HOW TO COMPLETE THIS TASK. Please show every line from the entries that carries the word "contents".

[Opening PROVIDED DATA section]

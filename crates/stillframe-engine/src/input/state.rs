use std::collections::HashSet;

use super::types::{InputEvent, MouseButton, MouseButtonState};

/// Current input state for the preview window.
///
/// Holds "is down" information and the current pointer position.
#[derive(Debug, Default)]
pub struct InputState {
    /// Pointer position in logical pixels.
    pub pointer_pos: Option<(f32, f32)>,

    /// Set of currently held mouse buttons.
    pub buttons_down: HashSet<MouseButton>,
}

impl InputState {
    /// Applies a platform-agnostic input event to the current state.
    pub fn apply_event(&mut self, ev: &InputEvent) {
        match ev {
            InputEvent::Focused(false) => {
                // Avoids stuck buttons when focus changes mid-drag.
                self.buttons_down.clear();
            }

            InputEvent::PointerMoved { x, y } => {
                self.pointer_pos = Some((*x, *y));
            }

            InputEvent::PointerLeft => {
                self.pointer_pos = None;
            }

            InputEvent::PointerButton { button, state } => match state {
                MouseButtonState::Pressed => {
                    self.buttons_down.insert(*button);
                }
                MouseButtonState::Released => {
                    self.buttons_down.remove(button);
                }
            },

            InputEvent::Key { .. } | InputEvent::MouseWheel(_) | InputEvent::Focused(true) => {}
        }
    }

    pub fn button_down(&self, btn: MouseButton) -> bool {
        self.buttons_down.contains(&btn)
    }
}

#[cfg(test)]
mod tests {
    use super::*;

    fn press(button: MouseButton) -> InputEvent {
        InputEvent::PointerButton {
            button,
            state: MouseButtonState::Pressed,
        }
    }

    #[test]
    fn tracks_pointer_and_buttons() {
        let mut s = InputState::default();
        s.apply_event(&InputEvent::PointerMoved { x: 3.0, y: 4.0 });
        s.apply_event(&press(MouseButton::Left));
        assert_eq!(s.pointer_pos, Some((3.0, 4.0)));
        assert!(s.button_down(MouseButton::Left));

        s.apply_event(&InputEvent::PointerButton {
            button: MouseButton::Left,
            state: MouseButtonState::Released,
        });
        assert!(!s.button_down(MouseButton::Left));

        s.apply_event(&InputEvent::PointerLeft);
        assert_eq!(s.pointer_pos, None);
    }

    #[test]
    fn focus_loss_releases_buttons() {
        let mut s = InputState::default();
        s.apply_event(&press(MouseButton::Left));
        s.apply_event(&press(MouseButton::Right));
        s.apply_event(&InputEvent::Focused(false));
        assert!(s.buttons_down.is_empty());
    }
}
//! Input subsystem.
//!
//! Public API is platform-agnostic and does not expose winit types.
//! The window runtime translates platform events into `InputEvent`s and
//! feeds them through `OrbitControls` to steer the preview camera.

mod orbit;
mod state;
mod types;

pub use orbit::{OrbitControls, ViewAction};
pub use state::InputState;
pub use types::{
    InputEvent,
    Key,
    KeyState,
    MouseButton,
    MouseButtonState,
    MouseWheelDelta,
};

[Closing PROVIDED DATA section]
[Opening PROVIDED DATA section]

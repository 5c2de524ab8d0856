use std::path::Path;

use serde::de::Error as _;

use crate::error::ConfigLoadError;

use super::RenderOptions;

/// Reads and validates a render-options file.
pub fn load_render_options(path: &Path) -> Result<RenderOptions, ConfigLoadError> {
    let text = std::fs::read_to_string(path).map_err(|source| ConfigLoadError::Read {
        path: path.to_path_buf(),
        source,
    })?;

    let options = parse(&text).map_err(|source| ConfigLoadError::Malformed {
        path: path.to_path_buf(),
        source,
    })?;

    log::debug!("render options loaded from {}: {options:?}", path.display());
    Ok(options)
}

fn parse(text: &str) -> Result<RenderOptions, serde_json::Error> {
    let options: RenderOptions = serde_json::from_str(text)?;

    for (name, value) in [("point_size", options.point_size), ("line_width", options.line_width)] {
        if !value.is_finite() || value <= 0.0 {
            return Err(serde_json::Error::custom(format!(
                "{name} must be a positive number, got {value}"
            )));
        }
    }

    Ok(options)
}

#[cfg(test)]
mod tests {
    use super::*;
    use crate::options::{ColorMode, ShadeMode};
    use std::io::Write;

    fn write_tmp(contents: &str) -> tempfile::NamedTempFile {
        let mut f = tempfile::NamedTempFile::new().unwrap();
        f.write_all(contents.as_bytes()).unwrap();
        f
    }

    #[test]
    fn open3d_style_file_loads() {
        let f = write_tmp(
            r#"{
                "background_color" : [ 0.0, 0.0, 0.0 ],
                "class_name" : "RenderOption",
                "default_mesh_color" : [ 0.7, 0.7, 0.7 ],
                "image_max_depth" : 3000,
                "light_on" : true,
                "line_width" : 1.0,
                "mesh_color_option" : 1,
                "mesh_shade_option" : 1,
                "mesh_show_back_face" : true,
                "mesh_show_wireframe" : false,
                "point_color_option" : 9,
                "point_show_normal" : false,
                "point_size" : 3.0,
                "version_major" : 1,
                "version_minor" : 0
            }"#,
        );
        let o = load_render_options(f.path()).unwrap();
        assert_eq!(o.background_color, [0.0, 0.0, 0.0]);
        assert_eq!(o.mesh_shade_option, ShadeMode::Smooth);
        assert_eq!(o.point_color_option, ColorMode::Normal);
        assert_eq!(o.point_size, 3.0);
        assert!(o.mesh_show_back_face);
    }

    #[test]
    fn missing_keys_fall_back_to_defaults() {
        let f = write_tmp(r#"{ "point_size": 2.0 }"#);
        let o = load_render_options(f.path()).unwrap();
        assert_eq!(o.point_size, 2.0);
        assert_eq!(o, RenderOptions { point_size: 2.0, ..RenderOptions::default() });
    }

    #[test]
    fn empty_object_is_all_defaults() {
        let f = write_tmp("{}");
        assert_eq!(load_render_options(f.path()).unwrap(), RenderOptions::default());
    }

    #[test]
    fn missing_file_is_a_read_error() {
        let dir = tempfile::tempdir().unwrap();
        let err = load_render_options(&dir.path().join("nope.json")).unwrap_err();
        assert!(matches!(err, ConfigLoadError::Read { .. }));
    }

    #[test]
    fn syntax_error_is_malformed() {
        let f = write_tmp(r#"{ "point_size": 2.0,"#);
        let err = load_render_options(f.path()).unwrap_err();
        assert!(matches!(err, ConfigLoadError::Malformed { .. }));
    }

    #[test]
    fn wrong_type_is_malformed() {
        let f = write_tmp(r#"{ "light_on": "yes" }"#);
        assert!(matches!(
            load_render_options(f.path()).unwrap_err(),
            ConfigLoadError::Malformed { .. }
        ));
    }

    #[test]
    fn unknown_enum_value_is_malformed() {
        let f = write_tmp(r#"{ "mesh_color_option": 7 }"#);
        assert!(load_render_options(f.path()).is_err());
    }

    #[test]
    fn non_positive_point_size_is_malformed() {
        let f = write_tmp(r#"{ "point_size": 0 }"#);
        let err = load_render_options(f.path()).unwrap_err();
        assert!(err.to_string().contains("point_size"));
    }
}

[Closing PROVIDED DATA section]

OUTPUT OF THE EXERCISE.
    fn write_tmp(contents: &str) -> tempfile::NamedTempFile {
        f.write_all(contents.as_bytes()).unwrap();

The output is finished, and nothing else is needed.